Um Consenso Empresarial em Tempos de Polarização Política

Em um cenário marcado pela polarização política que caracteriza o Brasil contemporâneo, surge uma iniciativa que merece reflexão: o Movimento Brasil Competitivo (MBC), uma coalisão formada por empresas e entidades empresariais, apresentou uma agenda econômica comum voltada para o futuro do país. Esta ação representa uma tentativa significativa de construir um consenso mínimo na esfera econômica, transcendendo as divisões ideológicas que frequentemente dominam o debate político nacional.

Metas Ambiciosas para os Próximos Quatro Anos

O Movimento Brasil Competitivo estabeleceu três objetivos estratégicos para o período de quatro anos, cada um refletindo preocupações fundamentais do setor empresarial:

Aumentar a Taxa de Investimento

A primeira meta concentra-se em elevar a taxa de investimento do patamar atual de 17% para 20%. Esse aumento de três pontos percentuais, embora possa parecer modesto numericamente, representa um crescimento significativo em termos de volume de capital destinado ao desenvolvimento produtivo do país. Uma taxa de investimento mais robusta é essencial para impulsionar a criação de empregos, modernizar a infraestrutura e fortalecer a competitividade das empresas brasileiras no mercado global.

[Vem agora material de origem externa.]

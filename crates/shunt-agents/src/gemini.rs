//! Gemini CLI client and its stream-json transcript classifier.
//!
//! Gemini is stateless across invocations, so the core mints the session id,
//! replays the session's `.jsonl` log through the child's stdin, and injects
//! a synthetic `init` line ahead of the stream so the minted id wins over
//! whatever the CLI reports.

use std::fs::{self, File, OpenOptions};
use std::io::Write;
use std::path::{Path, PathBuf};

use anyhow::Context;
use chrono::Utc;
use serde_json::{json, Map, Value};
use tracing::{debug, info, warn};
use uuid::Uuid;

use shunt_runtime::SpawnSpec;
use shunt_types::{AgentEvent, EventKind, ExecRequest, ProviderKind, RawLine, StreamSource};

use crate::{AgentClient, ClientContext, Classifier, PreparedRun};

const SETTINGS_TEMPLATE: &str = "settings.base.json";

pub struct GeminiClient {
    binary: String,
    profile: String,
    ctx: ClientContext,
}

impl GeminiClient {
    pub fn new(profile: String, ctx: ClientContext) -> Self {
        Self {
            binary: "gemini".to_string(),
            profile,
            ctx,
        }
    }

    pub fn with_binary(mut self, binary: impl Into<String>) -> Self {
        self.binary = binary.into();
        self
    }

    fn sessions_dir(&self) -> PathBuf {
        self.ctx.storage_path.join("gemini_sessions")
    }

    fn session_path(&self, session_id: &str) -> PathBuf {
        self.sessions_dir().join(format!("{session_id}.jsonl"))
    }

    /// Mint a new session id and touch its replay log.
    fn create_session(&self) -> anyhow::Result<String> {
        let session_id = Uuid::new_v4().to_string();
        fs::create_dir_all(self.sessions_dir()).context("create gemini sessions dir")?;
        File::create(self.session_path(&session_id)).context("create session log")?;
        info!("created gemini session {session_id}");
        Ok(session_id)
    }

    fn materialize_settings(&self, working_dir: &Path) -> anyhow::Result<()> {
        let Some(template_dir) = &self.ctx.template_dir else {
            return Ok(());
        };
        let template_path = template_dir.join(SETTINGS_TEMPLATE);
        let template = match fs::read_to_string(&template_path) {
            Ok(raw) => raw,
            Err(err) => {
                warn!(
                    "gemini settings template not readable at {}: {err}",
                    template_path.display()
                );
                return Ok(());
            }
        };
        let rendered = template.replace("{root}", &self.ctx.storage_path.to_string_lossy());
        let gemini_dir = working_dir.join(".gemini");
        fs::create_dir_all(&gemini_dir).context("create .gemini dir")?;
        fs::write(gemini_dir.join("settings.json"), rendered).context("write gemini settings")?;
        Ok(())
    }
}

impl AgentClient for GeminiClient {
    fn kind(&self) -> ProviderKind {
        ProviderKind::Gemini
    }

    fn prepare(&self, req: &ExecRequest) -> anyhow::Result<PreparedRun> {
        self.materialize_settings(&req.working_dir)?;

        let session_id = match &req.resume_session_id {
            Some(id) => id.clone(),
            None => self.create_session()?,
        };
        let session_path = self.session_path(&session_id);

        append_log_line(
            &session_path,
            &json!({
                "type": "message",
                "role": "user",
                "content": req.prompt,
                "timestamp": Utc::now().to_rfc3339(),
            }),
        )?;
        let history = fs::read_to_string(&session_path).unwrap_or_default();

        let mut args = vec![
            "--prompt".to_string(),
            req.prompt.clone(),
            "--output-format".to_string(),
            "stream-json".to_string(),
        ];
        if req.allow_mutating_actions {
            args.push("--yolo".to_string());
        }
        if let Some(model) = &req.model {
            args.push("--model".to_string());
            args.push(model.clone());
        }

        let config_dir = self
            .ctx
            .storage_path
            .join("gemini_homes")
            .join(&self.profile);
        fs::create_dir_all(&config_dir).context("create gemini home")?;

        let mut spawn = SpawnSpec::new(self.binary.clone(), req.working_dir.clone());
        spawn.args = args;
        spawn.env.push(("TERM".to_string(), "dumb".to_string()));
        spawn.env.push((
            "GEMINI_CONFIG_DIR".to_string(),
            config_dir.to_string_lossy().into_owned(),
        ));
        spawn.env.push((
            "AGENT_HOME_PATH".to_string(),
            self.ctx.agent_home.to_string_lossy().into_owned(),
        ));
        spawn.env.extend(self.ctx.env.iter().cloned());
        spawn.stdin_payload = Some(history.into_bytes());

        let synthetic_init = json!({"type": "init", "session_id": session_id}).to_string() + "\n";

        Ok(PreparedRun {
            spawn,
            preamble: vec![RawLine::stdout(synthetic_init)],
            classifier: Box::new(StreamJsonTranscript::new(session_path)),
            session_id: Some(session_id),
        })
    }
}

Redução de Custos de Produção

A segunda prioridade da agenda é reduzir os custos associados à produção e à realização de negócios no Brasil. Este objetivo reconhece uma realidade amplamente documentada: o custo operacional para fazer negócios no país permanece elevado comparado a outras economias emergentes, resultado de uma complexa combinação de impostos, regulamentações, custos logísticos e outros fatores estruturais que afetam a rentabilidade das empresas.

Melhoria no Ranking de Competitividade Global

A terceira meta é ambiciosa: o Brasil precisa saltar da 65ª posição para a 30ª colocação no ranking de competitividade do International Institute for Management Development (IMD). Esta métrica é particularmente relevante considerando que, na última edição do ranking, o país sofreu uma queda de sete posições, sinalizando uma tendência preocupante de deterioração da competitividade nacional em comparação com outras nações.

Por Que Esta Agenda Merece Atenção dos Eleitores

A importância desta agenda econômica comum transcende os interesses corporativos imediatos. Quando empresas e entidades empresariais se unem em torno de objetivos compartilhados, isso sugere um reconhecimento coletivo de que certos problemas estruturais precisam ser resolvidos independentemente de qual força política esteja no poder. Esta perspectiva oferece aos eleitores uma oportunidade de avaliar os candidatos não apenas por suas promessas políticas, mas também pela viabilidade econômica de suas propostas.

Eleições são momentos cruciais para estabelecer rumos que transcendam ciclos políticos curtos. Uma agenda econômica consensual fornece um marco de referência objetivo contra o qual os cidadãos podem medir o compromisso dos candidatos com a prosperidade material do país. As metas estabelecidas pelo MBC fornecem métricas claras e mensuráveis que podem ser monitoradas ao longo do tempo.

Conclusão: Além da Polarização

A apresentação de uma agenda econômica comum pelo Movimento Brasil Competitivo representa um esforço para elevir o debate político acima das divisões partidárias tradicionais. Em tempos de polarização extrema, este tipo de iniciativa recordar aos eleitores que existem questões fundamentais sobre as quais há potencial para acordo e ação colaborativa. Seja você apoiador da direita, esquerda ou centro político, a realidade é que o Brasil precisa investir mais, reduzir custos e melhorar sua competitividade global para proporcionar oportunidades econômicas reais aos seus cidadãos.